▶ _DESCRIPTION OF THE TASK_: Across the entries below, determine how many lines include the word "that". State only the resulting number.

=== Section Start ===

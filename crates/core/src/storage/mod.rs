//! Receipt file storage using Apache OpenDAL.
//!
//! Vendor-agnostic object storage for payment receipt files:
//! - S3-compatible: Cloudflare R2, Supabase Storage, AWS S3
//! - Azure Blob Storage
//! - Local filesystem (development only)

mod config;
mod error;
mod service;

pub use config::StorageProvider;
pub use error::StorageError;
pub use service::{ReceiptStore, StoredReceipt};
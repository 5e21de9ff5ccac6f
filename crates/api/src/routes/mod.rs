//! API route definitions.

use axum::{Router, middleware};

use crate::{AppState, middleware::auth::auth_middleware};

pub mod accounts;
pub mod cash_pool;
pub mod closings;
pub mod health;
pub mod journal;
pub mod obligations;
pub mod payments;
pub mod sessions;

/// Creates the API router: public health plus token-protected treasury routes.
#[allow(clippy::needless_pass_by_value)]
pub fn api_routes_with_state(state: AppState) -> Router<AppState> {
    let protected_routes = Router::new()
        .merge(accounts::routes())
        .merge(obligations::routes())
        .merge(payments::routes())
        .merge(cash_pool::routes())
        .merge(journal::routes())
        .merge(sessions::routes())
        .merge(closings::routes())
        .layer(middleware::from_fn_with_state(
            state.clone(),
            auth_middleware,
        ));

    Router::new().merge(health::routes()).merge(protected_routes)
}
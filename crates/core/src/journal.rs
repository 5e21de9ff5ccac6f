//! Diary and reconciliation computations.
//!
//! Pure transforms over rows the database layer has already fetched and
//! ordered. The diary carries a running balance per account; the
//! expected-vs-real view compares pending obligations (by accrual date)
//! against confirmed payments (by pay date) - two intentionally disjoint
//! sources, so a gap between them is a business signal.

use std::collections::{BTreeMap, HashMap};

use aula_shared::types::AccountId;
use chrono::NaiveDate;
use rust_decimal::Decimal;
use serde::Serialize;
use uuid::Uuid;

/// Where a diary row came from.
#[derive(Debug, Clone, Copy, PartialEq, Eq, Serialize)]
#[serde(rename_all = "lowercase")]
pub enum EntrySource {
    /// An expected movement (a pending or settled obligation).
    Obligation,
    /// A real movement (a confirmed payment).
    Payment,
}

/// One fetched journal row, ordered `(date, id)` by the caller.
#[derive(Debug, Clone)]
pub struct JournalRow {
    /// Row ID (obligation or payment ID).
    pub id: Uuid,
    /// Movement date (accrual date or pay date).
    pub date: NaiveDate,
    /// Account the movement belongs to.
    pub account_id: AccountId,
    /// Amount owed to the academy (charges) for this row.
    pub debit: Decimal,
    /// Amount flowing out of the account's debt (collections, payouts).
    pub credit: Decimal,
    /// Free-text detail.
    pub detail: String,
    /// Which journal the row came from.
    pub source: EntrySource,
}

/// A diary entry: a journal row plus its account's running balance.
#[derive(Debug, Clone, Serialize)]
pub struct DiaryEntry {
    /// Row ID.
    pub id: Uuid,
    /// Movement date.
    pub date: NaiveDate,
    /// Account.
    pub account_id: AccountId,
    /// Debit amount.
    pub debit: Decimal,
    /// Credit amount.
    pub credit: Decimal,
    /// Running balance for this account after the row.
    pub balance: Decimal,
    /// Free-text detail.
    pub detail: String,
    /// Row source.
    pub source: EntrySource,
}

/// Attaches a per-account running balance to ordered journal rows.
///
/// Rows must already be in `(date, id)` order; the balance after each row is
/// the account's cumulative `debit - credit` so far.
#[must_use]
pub fn with_running_balance(rows: Vec<JournalRow>) -> Vec<DiaryEntry> {
    let mut balances: HashMap<AccountId, Decimal> = HashMap::new();
    let mut entries = Vec::with_capacity(rows.len());

    for row in rows {
        let balance = balances.entry(row.account_id).or_insert(Decimal::ZERO);
        *balance += row.debit - row.credit;

        entries.push(DiaryEntry {
            id: row.id,
            date: row.date,
            account_id: row.account_id,
            debit: row.debit,
            credit: row.credit,
            balance: *balance,
            detail: row.detail,
            source: row.source,
        });
    }

    entries
}

/// Debit/credit totals for one day.
#[derive(Debug, Clone, Copy, Default, PartialEq, Eq, Serialize)]
pub struct DayFlow {
    /// Total debits.
    pub debit: Decimal,
    /// Total credits.
    pub credit: Decimal,
}

impl DayFlow {
    /// Adds a movement to the day's totals.
    pub fn add(&mut self, debit: Decimal, credit: Decimal) {
        self.debit += debit;
        self.credit += credit;
    }
}

/// One day of expected-vs-real comparison.
#[derive(Debug, Clone, Copy, PartialEq, Eq, Serialize)]
pub struct DayComparison {
    /// The day.
    pub date: NaiveDate,
    /// Pending obligations accrued that day: charges.
    pub expected_debit: Decimal,
    /// Pending obligations accrued that day: payouts.
    pub expected_credit: Decimal,
    /// Confirmed payments dated that day: inflows.
    pub real_debit: Decimal,
    /// Confirmed payments dated that day: outflows.
    pub real_credit: Decimal,
}

/// Merges the expected and real day series into one dated comparison.
///
/// Days present in either series appear in the output, in date order, with
/// zeroes on the side that has no movements.
#[must_use]
pub fn expected_vs_real(
    expected: &BTreeMap<NaiveDate, DayFlow>,
    real: &BTreeMap<NaiveDate, DayFlow>,
) -> Vec<DayComparison> {
    let mut dates: Vec<NaiveDate> = expected.keys().chain(real.keys()).copied().collect();
    dates.sort_unstable();
    dates.dedup();

    dates
        .into_iter()
        .map(|date| {
            let exp = expected.get(&date).copied().unwrap_or_default();
            let act = real.get(&date).copied().unwrap_or_default();
            DayComparison {
                date,
                expected_debit: exp.debit,
                expected_credit: exp.credit,
                real_debit: act.debit,
                real_credit: act.credit,
            }
        })
        .collect()
}

#[cfg(test)]
mod tests {
    use super::*;
    use rust_decimal_macros::dec;

    fn date(d: u32) -> NaiveDate {
        NaiveDate::from_ymd_opt(2026, 4, d).unwrap()
    }

    fn row(d: u32, account: AccountId, debit: Decimal, credit: Decimal) -> JournalRow {
        JournalRow {
            id: Uuid::now_v7(),
            date: date(d),
            account_id: account,
            debit,
            credit,
            detail: String::new(),
            source: EntrySource::Obligation,
        }
    }

    #[test]
    fn test_running_balance_single_account() {
        let account = AccountId::new();
        let rows = vec![
            row(1, account, dec!(10000), Decimal::ZERO),
            row(2, account, dec!(5000), Decimal::ZERO),
            row(3, account, Decimal::ZERO, dec!(12000)),
        ];

        let entries = with_running_balance(rows);
        assert_eq!(entries[0].balance, dec!(10000));
        assert_eq!(entries[1].balance, dec!(15000));
        assert_eq!(entries[2].balance, dec!(3000));
    }

    #[test]
    fn test_running_balance_is_per_account() {
        let a = AccountId::new();
        let b = AccountId::new();
        let rows = vec![
            row(1, a, dec!(1000), Decimal::ZERO),
            row(1, b, dec!(700), Decimal::ZERO),
            row(2, a, dec!(500), Decimal::ZERO),
        ];

        let entries = with_running_balance(rows);
        assert_eq!(entries[0].balance, dec!(1000));
        assert_eq!(entries[1].balance, dec!(700));
        assert_eq!(entries[2].balance, dec!(1500));
    }

    #[test]
    fn test_expected_vs_real_merges_days() {
        let mut expected = BTreeMap::new();
        expected.insert(
            date(1),
            DayFlow {
                debit: dec!(10000),
                credit: Decimal::ZERO,
            },
        );
        expected.insert(
            date(3),
            DayFlow {
                debit: dec!(5000),
                credit: dec!(2000),
            },
        );

        let mut real = BTreeMap::new();
        real.insert(
            date(1),
            DayFlow {
                debit: dec!(8000),
                credit: Decimal::ZERO,
            },
        );
        real.insert(
            date(2),
            DayFlow {
                debit: dec!(2000),
                credit: Decimal::ZERO,
            },
        );

        let days = expected_vs_real(&expected, &real);
        assert_eq!(days.len(), 3);

        assert_eq!(days[0].date, date(1));
        assert_eq!(days[0].expected_debit, dec!(10000));
        assert_eq!(days[0].real_debit, dec!(8000));

        assert_eq!(days[1].date, date(2));
        assert_eq!(days[1].expected_debit, Decimal::ZERO);
        assert_eq!(days[1].real_debit, dec!(2000));

        assert_eq!(days[2].date, date(3));
        assert_eq!(days[2].expected_credit, dec!(2000));
        assert_eq!(days[2].real_debit, Decimal::ZERO);
    }

    #[test]
    fn test_expected_vs_real_empty() {
        let days = expected_vs_real(&BTreeMap::new(), &BTreeMap::new());
        assert!(days.is_empty());
    }
}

=== Section End ===

▶ _PROBLEM SOLUTION_: 5